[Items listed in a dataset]
·····

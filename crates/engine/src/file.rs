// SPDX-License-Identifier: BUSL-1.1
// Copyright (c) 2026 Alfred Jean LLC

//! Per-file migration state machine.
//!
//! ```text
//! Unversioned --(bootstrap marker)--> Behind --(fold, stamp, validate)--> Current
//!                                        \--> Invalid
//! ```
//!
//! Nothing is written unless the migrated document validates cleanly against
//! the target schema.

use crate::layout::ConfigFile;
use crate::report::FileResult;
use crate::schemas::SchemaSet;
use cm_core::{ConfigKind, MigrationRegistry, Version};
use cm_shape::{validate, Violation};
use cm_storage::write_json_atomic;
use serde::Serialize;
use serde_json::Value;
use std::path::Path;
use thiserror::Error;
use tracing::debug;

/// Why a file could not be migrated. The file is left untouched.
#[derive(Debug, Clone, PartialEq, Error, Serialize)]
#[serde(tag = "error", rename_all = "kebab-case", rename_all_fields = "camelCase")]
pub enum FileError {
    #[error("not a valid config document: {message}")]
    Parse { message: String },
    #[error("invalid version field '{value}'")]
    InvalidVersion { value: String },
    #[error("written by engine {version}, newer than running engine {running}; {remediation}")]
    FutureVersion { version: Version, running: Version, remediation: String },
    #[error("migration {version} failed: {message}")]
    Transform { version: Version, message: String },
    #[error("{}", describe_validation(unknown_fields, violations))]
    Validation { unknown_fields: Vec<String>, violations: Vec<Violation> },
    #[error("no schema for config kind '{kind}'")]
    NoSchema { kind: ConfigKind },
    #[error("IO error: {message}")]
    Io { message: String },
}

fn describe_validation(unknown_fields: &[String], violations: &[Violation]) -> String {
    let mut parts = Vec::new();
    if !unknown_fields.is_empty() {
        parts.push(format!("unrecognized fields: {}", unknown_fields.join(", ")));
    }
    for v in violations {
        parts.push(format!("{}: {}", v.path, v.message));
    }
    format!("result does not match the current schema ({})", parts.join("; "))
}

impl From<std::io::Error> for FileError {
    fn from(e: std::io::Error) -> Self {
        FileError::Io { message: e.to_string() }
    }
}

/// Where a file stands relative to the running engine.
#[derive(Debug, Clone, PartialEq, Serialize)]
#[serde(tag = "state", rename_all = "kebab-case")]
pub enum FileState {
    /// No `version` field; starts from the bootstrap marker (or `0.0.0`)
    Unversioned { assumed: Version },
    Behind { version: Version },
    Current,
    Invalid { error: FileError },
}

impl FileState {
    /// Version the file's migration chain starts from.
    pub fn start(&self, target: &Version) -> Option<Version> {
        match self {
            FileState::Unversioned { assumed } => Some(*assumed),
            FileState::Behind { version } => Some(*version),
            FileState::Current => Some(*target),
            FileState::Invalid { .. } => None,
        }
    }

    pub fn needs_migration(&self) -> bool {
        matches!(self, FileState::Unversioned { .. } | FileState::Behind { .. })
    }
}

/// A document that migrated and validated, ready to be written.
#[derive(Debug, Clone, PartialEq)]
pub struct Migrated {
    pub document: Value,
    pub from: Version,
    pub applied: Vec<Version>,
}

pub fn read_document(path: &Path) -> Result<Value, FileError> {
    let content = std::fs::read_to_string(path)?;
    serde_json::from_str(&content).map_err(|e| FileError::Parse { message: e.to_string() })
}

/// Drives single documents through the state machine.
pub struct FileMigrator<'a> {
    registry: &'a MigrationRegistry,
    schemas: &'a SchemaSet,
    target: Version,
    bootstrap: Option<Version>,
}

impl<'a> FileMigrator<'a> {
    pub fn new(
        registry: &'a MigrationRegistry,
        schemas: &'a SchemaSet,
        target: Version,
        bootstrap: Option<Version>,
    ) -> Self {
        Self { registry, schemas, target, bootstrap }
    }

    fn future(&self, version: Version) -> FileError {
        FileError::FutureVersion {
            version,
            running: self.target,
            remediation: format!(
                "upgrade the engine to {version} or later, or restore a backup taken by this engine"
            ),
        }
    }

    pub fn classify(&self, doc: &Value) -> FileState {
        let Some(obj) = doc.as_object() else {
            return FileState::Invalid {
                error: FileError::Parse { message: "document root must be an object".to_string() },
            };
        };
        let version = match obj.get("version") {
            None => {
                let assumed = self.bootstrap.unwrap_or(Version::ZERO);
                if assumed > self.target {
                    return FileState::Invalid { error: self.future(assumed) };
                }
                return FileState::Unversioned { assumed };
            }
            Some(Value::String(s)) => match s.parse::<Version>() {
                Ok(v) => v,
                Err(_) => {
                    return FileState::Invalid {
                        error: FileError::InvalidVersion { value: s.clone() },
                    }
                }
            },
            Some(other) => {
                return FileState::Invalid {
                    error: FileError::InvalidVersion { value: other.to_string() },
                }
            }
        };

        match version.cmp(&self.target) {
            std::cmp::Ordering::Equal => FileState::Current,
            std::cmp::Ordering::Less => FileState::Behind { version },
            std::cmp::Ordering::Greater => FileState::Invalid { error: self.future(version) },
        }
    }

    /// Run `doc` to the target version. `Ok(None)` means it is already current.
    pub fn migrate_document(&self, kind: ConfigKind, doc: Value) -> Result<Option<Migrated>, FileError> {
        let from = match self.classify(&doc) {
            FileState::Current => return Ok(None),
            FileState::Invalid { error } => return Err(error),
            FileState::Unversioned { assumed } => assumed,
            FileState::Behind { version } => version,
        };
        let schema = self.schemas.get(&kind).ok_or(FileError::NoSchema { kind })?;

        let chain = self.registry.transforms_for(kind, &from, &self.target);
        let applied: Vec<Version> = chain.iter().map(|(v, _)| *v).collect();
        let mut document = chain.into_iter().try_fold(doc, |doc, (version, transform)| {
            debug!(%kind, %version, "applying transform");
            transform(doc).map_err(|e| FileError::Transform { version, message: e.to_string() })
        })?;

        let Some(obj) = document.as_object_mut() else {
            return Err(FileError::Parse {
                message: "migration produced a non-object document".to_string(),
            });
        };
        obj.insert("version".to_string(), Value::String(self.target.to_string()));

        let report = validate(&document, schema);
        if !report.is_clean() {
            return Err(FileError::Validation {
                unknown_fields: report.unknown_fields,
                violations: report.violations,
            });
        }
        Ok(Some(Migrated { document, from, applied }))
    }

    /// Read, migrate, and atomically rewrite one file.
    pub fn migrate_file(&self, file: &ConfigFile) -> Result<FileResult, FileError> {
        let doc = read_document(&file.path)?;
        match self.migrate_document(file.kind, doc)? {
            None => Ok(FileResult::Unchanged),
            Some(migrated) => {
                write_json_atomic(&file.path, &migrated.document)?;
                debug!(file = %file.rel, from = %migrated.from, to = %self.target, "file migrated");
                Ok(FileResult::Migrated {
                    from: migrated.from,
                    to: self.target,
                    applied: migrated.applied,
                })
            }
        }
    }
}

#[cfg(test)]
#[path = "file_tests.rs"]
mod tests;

·····

What you will do
Please report every line in the entries above that holds the string "return".

Result of the task
            return FileState::Invalid {
                    return FileState::Invalid { error: self.future(assumed) };
                return FileState::Unversioned { assumed };
                    return FileState::Invalid {
                return FileState::Invalid {
            FileState::Current => return Ok(None),
            FileState::Invalid { error } => return Err(error),
            return Err(FileError::Parse {
            return Err(FileError::Validation {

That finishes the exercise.